**Problem to solve:** Which lines in the listing below contain the word "Equality"? Copy each one.

**Records for this task:**
+---+

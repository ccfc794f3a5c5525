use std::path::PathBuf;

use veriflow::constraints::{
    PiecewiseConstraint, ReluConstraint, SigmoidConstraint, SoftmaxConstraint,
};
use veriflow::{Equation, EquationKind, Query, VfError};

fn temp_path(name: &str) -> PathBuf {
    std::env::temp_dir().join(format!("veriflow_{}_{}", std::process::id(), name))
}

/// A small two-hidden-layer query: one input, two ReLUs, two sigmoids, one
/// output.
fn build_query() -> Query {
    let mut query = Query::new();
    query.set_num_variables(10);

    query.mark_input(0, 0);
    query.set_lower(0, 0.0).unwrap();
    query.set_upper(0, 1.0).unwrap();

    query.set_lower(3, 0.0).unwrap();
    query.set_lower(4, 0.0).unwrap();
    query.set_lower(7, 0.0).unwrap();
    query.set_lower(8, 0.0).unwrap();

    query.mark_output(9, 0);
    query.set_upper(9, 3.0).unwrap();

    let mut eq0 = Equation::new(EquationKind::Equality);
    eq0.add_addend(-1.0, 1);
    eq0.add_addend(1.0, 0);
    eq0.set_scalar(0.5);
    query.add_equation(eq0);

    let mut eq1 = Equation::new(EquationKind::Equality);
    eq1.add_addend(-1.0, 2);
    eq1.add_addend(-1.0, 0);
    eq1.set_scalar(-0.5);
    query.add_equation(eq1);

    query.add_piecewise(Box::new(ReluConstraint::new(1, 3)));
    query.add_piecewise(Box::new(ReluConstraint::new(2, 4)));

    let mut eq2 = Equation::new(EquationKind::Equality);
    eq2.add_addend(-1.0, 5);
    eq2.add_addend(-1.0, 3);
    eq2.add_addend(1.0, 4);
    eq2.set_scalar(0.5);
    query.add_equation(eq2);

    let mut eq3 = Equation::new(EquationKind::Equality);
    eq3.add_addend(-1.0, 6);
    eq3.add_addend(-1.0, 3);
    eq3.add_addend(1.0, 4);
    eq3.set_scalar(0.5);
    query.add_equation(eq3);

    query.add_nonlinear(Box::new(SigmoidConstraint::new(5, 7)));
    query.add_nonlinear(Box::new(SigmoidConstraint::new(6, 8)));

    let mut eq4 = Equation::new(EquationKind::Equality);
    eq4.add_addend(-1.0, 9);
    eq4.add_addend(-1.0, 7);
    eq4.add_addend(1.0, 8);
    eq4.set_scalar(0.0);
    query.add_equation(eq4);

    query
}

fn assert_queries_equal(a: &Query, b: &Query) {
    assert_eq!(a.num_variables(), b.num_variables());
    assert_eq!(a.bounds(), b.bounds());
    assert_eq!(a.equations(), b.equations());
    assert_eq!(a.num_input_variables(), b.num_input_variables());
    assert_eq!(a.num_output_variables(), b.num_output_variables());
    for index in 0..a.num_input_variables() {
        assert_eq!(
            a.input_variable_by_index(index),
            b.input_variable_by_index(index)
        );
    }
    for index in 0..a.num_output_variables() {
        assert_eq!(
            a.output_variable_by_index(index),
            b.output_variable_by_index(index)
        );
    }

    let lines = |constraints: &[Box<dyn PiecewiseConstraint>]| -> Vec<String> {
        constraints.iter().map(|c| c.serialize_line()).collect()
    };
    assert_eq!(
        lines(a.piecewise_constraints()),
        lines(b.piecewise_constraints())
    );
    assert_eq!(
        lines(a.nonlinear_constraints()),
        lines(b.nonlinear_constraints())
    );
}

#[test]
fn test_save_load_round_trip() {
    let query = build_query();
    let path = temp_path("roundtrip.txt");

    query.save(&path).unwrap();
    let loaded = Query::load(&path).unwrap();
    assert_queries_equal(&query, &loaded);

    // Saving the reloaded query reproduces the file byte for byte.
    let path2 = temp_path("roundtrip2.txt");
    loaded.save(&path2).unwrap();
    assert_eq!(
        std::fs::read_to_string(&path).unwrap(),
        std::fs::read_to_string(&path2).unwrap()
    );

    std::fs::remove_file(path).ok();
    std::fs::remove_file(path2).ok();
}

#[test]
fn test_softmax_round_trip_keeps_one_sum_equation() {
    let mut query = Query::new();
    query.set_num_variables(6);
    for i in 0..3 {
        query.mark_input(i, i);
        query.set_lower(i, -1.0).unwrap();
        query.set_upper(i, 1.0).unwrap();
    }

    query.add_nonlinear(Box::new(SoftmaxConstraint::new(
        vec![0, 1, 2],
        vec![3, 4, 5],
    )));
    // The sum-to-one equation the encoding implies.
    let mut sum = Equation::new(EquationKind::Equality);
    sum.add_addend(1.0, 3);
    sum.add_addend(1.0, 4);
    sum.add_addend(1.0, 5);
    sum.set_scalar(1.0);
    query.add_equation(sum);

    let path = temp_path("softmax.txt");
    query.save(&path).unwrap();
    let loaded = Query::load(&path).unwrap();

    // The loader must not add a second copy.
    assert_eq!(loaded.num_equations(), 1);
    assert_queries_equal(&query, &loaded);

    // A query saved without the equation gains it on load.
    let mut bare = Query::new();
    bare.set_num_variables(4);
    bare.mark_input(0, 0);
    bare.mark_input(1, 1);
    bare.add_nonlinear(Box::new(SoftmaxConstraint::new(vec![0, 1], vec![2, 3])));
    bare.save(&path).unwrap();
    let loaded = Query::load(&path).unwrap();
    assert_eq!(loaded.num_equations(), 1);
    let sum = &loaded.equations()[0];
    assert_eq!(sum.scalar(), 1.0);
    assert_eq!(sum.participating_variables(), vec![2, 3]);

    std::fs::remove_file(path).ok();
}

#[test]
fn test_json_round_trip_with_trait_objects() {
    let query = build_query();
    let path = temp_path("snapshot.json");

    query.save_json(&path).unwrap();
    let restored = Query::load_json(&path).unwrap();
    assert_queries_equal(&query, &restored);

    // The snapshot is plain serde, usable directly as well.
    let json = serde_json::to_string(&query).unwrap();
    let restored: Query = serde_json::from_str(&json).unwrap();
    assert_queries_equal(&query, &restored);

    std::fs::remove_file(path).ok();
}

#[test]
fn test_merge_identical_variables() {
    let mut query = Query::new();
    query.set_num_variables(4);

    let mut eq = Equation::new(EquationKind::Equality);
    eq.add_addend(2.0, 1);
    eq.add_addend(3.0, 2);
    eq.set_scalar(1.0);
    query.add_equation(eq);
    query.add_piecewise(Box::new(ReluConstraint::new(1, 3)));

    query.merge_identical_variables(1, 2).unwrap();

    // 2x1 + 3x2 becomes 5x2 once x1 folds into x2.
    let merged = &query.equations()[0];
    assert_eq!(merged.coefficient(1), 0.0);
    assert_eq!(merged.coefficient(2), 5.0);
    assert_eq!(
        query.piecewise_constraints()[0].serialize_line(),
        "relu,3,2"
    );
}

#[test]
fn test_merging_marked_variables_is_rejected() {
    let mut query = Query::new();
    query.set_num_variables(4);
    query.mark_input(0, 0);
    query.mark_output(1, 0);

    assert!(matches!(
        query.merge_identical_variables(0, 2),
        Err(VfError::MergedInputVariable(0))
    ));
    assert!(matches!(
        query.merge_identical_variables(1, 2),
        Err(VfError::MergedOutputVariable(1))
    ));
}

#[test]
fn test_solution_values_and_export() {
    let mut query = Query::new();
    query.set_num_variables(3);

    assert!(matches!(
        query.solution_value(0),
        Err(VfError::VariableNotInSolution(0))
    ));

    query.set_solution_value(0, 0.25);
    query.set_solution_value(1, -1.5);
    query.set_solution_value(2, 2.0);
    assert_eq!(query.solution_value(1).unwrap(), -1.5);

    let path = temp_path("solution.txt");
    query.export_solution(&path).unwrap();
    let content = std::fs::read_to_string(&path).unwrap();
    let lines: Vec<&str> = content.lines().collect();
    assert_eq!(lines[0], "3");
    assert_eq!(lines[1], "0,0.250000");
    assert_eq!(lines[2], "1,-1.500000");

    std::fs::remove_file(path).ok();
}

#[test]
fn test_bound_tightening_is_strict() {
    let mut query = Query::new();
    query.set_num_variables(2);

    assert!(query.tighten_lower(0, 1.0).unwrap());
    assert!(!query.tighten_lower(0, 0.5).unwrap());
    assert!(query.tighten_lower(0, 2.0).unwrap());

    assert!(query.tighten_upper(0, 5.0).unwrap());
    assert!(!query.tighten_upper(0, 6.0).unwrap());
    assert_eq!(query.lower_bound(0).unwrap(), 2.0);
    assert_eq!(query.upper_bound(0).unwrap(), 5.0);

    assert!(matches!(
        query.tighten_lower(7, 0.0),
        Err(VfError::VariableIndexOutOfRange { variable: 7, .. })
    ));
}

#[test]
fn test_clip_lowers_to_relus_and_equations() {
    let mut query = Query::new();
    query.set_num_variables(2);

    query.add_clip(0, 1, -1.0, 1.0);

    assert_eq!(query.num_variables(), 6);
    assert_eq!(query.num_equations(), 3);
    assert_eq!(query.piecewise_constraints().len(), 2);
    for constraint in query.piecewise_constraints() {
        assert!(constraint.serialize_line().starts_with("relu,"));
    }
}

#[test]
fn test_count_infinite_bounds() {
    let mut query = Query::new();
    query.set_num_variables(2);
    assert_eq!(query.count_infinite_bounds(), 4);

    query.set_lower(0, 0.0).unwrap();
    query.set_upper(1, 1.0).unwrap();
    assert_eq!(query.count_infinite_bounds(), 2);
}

+---+

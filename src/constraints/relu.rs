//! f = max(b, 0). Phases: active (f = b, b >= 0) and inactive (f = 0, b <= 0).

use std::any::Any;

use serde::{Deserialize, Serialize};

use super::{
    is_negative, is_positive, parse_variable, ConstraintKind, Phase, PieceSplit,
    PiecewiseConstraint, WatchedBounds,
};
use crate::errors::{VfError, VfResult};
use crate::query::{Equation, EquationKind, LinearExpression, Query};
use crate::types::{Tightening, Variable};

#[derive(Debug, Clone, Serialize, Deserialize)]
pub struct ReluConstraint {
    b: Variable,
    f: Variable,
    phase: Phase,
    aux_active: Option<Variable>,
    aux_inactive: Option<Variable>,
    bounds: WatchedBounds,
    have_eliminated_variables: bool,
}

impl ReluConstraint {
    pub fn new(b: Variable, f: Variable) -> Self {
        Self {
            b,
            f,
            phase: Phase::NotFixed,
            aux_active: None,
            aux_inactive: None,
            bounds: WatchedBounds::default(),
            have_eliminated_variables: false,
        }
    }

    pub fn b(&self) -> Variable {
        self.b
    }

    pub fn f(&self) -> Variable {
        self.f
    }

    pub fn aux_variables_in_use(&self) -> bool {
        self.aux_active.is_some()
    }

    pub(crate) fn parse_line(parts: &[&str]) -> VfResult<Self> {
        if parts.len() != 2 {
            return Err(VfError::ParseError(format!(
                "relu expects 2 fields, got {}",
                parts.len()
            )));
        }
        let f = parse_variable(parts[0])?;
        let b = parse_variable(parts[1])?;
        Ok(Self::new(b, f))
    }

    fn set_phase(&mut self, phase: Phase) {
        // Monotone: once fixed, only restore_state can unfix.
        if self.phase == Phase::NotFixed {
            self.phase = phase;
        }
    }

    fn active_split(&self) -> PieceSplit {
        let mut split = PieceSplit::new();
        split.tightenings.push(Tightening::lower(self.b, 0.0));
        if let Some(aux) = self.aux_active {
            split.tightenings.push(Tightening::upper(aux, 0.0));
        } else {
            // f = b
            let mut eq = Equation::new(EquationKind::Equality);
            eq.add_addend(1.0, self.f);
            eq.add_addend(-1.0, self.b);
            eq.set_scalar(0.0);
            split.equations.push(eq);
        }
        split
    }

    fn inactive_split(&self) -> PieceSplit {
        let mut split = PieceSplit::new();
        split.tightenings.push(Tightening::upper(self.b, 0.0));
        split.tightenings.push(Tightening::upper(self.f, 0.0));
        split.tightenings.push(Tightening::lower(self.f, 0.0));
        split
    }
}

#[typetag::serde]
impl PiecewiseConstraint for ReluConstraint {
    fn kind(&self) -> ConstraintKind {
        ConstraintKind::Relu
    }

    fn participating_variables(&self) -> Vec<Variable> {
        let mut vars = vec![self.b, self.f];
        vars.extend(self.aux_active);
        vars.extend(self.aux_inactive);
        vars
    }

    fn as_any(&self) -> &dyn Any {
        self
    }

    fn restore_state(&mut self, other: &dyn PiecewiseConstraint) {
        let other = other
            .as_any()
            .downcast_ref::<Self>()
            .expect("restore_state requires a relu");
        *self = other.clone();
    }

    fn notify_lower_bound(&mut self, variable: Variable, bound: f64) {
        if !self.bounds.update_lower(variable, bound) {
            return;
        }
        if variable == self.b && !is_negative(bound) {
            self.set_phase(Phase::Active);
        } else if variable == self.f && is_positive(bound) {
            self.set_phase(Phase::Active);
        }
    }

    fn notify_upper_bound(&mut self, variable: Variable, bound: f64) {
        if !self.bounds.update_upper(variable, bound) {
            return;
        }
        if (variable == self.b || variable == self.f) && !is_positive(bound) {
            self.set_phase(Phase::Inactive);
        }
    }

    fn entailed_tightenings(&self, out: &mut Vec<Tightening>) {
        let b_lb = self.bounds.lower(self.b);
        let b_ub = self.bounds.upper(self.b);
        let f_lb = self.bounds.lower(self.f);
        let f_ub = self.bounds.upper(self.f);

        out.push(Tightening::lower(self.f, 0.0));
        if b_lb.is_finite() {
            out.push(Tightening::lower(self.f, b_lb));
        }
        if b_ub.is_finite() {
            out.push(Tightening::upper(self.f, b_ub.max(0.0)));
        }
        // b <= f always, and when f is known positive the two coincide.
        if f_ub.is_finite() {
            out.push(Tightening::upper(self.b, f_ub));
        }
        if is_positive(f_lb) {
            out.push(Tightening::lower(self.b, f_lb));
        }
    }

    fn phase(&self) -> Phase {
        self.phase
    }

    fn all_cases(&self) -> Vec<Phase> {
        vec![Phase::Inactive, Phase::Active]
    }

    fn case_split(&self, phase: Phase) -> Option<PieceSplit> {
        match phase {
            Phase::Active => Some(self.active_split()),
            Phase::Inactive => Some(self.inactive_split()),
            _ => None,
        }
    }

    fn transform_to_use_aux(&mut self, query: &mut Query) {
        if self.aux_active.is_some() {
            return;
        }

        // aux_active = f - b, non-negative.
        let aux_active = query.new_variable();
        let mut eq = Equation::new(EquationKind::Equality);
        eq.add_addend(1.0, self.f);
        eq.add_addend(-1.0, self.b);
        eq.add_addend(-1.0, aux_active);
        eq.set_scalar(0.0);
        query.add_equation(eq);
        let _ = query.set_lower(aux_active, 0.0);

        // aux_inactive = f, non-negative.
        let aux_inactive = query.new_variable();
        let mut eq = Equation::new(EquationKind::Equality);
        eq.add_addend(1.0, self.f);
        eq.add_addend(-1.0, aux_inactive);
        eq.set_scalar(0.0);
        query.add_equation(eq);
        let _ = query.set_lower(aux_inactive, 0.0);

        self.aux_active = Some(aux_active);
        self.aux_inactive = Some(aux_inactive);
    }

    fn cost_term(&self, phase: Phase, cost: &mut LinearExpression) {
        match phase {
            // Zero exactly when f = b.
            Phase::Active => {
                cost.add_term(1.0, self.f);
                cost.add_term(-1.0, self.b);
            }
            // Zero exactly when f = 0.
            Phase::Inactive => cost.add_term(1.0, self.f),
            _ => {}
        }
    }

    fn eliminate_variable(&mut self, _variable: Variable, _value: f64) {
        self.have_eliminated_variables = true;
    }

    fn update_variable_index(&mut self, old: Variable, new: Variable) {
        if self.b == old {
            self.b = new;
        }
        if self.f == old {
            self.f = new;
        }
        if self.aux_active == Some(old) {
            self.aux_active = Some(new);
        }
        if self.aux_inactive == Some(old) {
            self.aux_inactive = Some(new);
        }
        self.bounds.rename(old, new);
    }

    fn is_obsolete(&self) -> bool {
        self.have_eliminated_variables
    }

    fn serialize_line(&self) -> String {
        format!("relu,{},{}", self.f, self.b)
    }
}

+---+

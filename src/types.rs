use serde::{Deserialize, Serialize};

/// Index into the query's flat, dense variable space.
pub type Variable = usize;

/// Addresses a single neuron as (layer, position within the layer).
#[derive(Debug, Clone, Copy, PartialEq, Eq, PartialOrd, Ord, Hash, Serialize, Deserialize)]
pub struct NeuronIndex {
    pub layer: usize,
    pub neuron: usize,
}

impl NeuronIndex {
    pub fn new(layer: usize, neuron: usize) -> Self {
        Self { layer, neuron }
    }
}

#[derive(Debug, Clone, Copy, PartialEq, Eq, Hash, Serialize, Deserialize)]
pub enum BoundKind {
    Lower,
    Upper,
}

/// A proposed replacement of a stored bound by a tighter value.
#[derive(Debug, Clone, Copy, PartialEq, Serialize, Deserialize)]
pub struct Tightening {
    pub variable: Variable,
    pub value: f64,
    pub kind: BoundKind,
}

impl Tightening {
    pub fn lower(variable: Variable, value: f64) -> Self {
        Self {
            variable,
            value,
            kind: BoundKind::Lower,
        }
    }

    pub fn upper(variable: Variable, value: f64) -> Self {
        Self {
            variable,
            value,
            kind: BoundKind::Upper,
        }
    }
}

+---+

**Reply:**
    let mut eq0 = Equation::new(EquationKind::Equality);
    let mut eq1 = Equation::new(EquationKind::Equality);
    let mut eq2 = Equation::new(EquationKind::Equality);
    let mut eq3 = Equation::new(EquationKind::Equality);
    let mut eq4 = Equation::new(EquationKind::Equality);
    let mut sum = Equation::new(EquationKind::Equality);
    let mut eq = Equation::new(EquationKind::Equality);
            let mut eq = Equation::new(EquationKind::Equality);
        let mut eq = Equation::new(EquationKind::Equality);
        let mut eq = Equation::new(EquationKind::Equality);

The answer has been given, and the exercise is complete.